What needs to be done -
When you reach the line containing "escape_html(&requirement.requirement)" in the entries below, please begin setting down lines exactly, stop only after the last one, and add nothing else.

Source material -

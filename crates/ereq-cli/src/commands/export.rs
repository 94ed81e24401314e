use ereq_core::enums::ExportFormat;
use ereq_core::responses::ProgrammeViewResponse;

use crate::cli::root_commands::ExportArgs;
use crate::commands::shared::parse::parse_enum;
use crate::commands::view;
use crate::context::AppContext;

/// Handle `ereq export`: print the filled requirements as text or HTML.
pub fn handle(args: &ExportArgs, ctx: &mut AppContext) -> anyhow::Result<()> {
    let format: ExportFormat = parse_enum(&args.kind, "export format")?;
    let store = ctx.session.store()?;
    let view = view::build(store.records(), store.audit(), &args.programme)?;

    let rendered = match format {
        ExportFormat::Text => render_text(&view),
        ExportFormat::Html => render_html(&view),
    };
    println!("{rendered}");
    Ok(())
}

fn render_text(view: &ProgrammeViewResponse) -> String {
    let rows: Vec<String> = view
        .requirements
        .iter()
        .map(|r| format!("{}\t{}", r.qualification, r.requirement))
        .collect();
    format!(
        "{}\n\nQualification\tRequirements\n{}",
        view.programme,
        rows.join("\n")
    )
}

fn render_html(view: &ProgrammeViewResponse) -> String {
    let mut html = format!(
        "<h3>{}</h3><table border=\"1\" cellpadding=\"8\" cellspacing=\"0\">\
         <thead><tr><th>Qualification</th><th>Requirements</th></tr></thead><tbody>",
        escape_html(&view.programme)
    );
    for requirement in &view.requirements {
        html.push_str(&format!(
            "<tr><td><strong>{}</strong></td><td>{}</td></tr>",
            escape_html(&requirement.qualification),
            escape_html(&requirement.requirement)
        ));
    }
    html.push_str("</tbody></table>");
    html
}

fn escape_html(raw: &str) -> String {
    let mut escaped = String::with_capacity(raw.len());
    for ch in raw.chars() {
        match ch {
            '&' => escaped.push_str("&amp;"),
            '<' => escaped.push_str("&lt;"),
            '>' => escaped.push_str("&gt;"),
            '"' => escaped.push_str("&quot;"),
            other => escaped.push(other),
        }
    }
    escaped
}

Your solution -
            escape_html(&requirement.requirement)
        ));
    }
    html.push_str("</tbody></table>");
    html
}

fn escape_html(raw: &str) -> String {
    let mut escaped = String::with_capacity(raw.len());
    for ch in raw.chars() {
        match ch {
            '&' => escaped.push_str("&amp;"),
            '<' => escaped.push_str("&lt;"),
            '>' => escaped.push_str("&gt;"),
            '"' => escaped.push_str("&quot;"),
            other => escaped.push(other),
        }
    }
    escaped
}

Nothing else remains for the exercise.